* _EXERCISE DESCRIPTION_: Please copy each line in the records below that contains the string "ZeroAmount".

---- GIVEN INFORMATION

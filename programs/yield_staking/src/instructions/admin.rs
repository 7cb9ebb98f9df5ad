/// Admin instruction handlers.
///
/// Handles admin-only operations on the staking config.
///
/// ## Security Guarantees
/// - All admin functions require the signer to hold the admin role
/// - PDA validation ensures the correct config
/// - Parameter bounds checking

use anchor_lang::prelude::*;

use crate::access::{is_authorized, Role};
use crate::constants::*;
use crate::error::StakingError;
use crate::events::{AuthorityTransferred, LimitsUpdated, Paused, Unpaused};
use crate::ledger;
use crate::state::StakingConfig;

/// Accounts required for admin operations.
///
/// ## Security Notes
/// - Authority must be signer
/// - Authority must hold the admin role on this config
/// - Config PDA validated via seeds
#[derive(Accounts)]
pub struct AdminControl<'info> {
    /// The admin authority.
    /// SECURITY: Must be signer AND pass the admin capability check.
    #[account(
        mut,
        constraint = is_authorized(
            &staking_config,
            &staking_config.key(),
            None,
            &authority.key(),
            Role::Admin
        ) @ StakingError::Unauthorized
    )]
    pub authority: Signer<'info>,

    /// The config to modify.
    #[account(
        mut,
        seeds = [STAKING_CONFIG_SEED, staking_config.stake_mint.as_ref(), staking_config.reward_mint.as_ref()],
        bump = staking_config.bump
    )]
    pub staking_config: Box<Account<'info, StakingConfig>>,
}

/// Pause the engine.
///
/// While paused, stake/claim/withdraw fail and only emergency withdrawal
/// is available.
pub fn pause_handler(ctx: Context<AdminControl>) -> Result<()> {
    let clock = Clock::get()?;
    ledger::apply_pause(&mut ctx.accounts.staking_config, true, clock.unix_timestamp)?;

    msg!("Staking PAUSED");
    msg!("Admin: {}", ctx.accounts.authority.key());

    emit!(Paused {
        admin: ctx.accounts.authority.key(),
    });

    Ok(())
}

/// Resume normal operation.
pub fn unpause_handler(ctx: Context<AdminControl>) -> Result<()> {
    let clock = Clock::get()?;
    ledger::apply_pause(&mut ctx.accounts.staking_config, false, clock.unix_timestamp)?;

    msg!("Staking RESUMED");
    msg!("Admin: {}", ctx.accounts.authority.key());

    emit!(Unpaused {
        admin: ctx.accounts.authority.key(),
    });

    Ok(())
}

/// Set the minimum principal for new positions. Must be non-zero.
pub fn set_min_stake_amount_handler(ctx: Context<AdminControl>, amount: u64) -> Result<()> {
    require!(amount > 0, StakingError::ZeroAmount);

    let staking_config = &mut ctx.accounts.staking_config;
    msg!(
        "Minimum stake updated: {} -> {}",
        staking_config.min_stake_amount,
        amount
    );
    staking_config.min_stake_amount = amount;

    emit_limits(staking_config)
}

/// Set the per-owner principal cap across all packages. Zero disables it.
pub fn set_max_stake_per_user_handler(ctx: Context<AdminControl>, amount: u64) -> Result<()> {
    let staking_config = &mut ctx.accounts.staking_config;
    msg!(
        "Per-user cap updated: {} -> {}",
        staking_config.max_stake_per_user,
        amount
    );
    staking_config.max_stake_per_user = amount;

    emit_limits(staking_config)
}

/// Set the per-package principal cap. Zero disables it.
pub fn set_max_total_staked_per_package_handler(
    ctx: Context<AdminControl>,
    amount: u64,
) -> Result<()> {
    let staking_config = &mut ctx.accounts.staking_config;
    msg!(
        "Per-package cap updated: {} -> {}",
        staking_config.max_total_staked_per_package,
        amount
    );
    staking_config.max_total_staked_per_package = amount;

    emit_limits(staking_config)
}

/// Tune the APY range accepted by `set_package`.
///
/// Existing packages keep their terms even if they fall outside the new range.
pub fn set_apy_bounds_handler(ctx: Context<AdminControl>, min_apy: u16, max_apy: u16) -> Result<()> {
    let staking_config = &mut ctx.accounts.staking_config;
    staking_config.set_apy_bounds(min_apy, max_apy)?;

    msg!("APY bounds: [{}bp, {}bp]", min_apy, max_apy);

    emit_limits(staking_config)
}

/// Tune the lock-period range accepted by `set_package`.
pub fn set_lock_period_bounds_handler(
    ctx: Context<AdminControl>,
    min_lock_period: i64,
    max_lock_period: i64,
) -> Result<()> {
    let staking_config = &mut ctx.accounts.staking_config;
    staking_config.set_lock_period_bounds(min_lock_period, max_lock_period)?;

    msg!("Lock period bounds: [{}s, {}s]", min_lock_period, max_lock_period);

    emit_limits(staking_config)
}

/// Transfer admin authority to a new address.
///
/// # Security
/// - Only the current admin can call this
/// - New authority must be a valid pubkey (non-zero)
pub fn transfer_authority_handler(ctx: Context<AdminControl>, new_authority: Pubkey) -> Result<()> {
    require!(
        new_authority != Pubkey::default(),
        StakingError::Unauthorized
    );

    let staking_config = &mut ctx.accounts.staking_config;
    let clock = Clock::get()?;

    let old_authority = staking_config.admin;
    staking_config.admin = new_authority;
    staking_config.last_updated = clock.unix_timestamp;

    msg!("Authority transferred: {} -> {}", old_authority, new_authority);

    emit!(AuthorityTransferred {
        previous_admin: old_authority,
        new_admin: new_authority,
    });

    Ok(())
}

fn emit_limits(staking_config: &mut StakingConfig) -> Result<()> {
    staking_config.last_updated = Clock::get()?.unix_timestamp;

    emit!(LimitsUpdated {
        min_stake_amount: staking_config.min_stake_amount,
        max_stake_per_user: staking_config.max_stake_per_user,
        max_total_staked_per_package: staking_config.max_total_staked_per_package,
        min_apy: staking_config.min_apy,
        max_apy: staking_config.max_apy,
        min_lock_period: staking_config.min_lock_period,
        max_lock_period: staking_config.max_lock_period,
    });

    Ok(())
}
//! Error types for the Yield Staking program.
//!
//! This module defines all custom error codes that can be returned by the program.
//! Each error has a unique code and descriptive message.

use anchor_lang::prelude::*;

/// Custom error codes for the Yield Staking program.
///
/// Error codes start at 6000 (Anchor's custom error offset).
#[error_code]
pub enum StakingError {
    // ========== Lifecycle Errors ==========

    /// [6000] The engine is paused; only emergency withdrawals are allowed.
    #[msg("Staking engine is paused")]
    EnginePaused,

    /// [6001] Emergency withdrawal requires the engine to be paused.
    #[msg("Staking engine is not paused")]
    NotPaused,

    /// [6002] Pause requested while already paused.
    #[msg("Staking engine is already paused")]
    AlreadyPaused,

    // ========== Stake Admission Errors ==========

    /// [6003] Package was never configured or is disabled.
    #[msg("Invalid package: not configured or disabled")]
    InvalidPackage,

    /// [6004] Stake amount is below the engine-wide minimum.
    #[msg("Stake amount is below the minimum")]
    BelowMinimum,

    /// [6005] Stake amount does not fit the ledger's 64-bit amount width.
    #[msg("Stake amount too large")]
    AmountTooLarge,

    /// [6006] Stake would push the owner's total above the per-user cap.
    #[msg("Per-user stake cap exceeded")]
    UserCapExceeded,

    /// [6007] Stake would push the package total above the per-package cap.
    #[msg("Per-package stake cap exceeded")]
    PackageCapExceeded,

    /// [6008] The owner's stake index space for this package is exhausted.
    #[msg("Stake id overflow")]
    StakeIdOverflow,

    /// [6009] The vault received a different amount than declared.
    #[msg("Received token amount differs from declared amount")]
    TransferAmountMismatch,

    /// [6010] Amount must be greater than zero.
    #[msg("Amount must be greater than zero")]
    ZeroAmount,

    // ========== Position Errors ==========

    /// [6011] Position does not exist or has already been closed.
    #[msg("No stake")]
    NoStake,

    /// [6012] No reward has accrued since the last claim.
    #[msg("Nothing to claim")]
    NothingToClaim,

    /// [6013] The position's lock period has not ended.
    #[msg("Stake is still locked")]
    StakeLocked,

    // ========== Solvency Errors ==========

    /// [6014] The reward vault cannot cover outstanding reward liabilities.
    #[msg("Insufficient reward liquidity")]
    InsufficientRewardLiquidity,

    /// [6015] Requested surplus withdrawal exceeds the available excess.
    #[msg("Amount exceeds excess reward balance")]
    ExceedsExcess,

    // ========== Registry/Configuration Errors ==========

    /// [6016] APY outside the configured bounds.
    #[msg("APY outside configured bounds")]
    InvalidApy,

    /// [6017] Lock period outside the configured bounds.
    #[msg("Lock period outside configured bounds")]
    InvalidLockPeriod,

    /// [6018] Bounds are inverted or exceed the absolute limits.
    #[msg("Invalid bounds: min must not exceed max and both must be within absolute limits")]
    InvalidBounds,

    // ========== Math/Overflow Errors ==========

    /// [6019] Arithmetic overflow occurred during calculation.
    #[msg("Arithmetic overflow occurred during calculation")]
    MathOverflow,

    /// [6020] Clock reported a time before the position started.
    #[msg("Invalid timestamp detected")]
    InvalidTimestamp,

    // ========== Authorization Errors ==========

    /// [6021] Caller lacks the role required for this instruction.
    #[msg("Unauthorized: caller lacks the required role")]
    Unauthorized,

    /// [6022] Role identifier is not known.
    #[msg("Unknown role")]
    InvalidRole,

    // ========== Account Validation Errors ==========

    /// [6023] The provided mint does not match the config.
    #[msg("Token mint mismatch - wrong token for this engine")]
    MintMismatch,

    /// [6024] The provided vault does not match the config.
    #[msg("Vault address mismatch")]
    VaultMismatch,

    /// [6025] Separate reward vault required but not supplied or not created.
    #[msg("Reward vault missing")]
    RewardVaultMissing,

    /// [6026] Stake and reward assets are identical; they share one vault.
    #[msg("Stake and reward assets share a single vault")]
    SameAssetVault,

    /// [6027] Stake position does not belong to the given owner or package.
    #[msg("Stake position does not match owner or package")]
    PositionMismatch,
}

--------

* _RESPONSE AREA_:
    require!(amount > 0, StakingError::ZeroAmount);
    ZeroAmount,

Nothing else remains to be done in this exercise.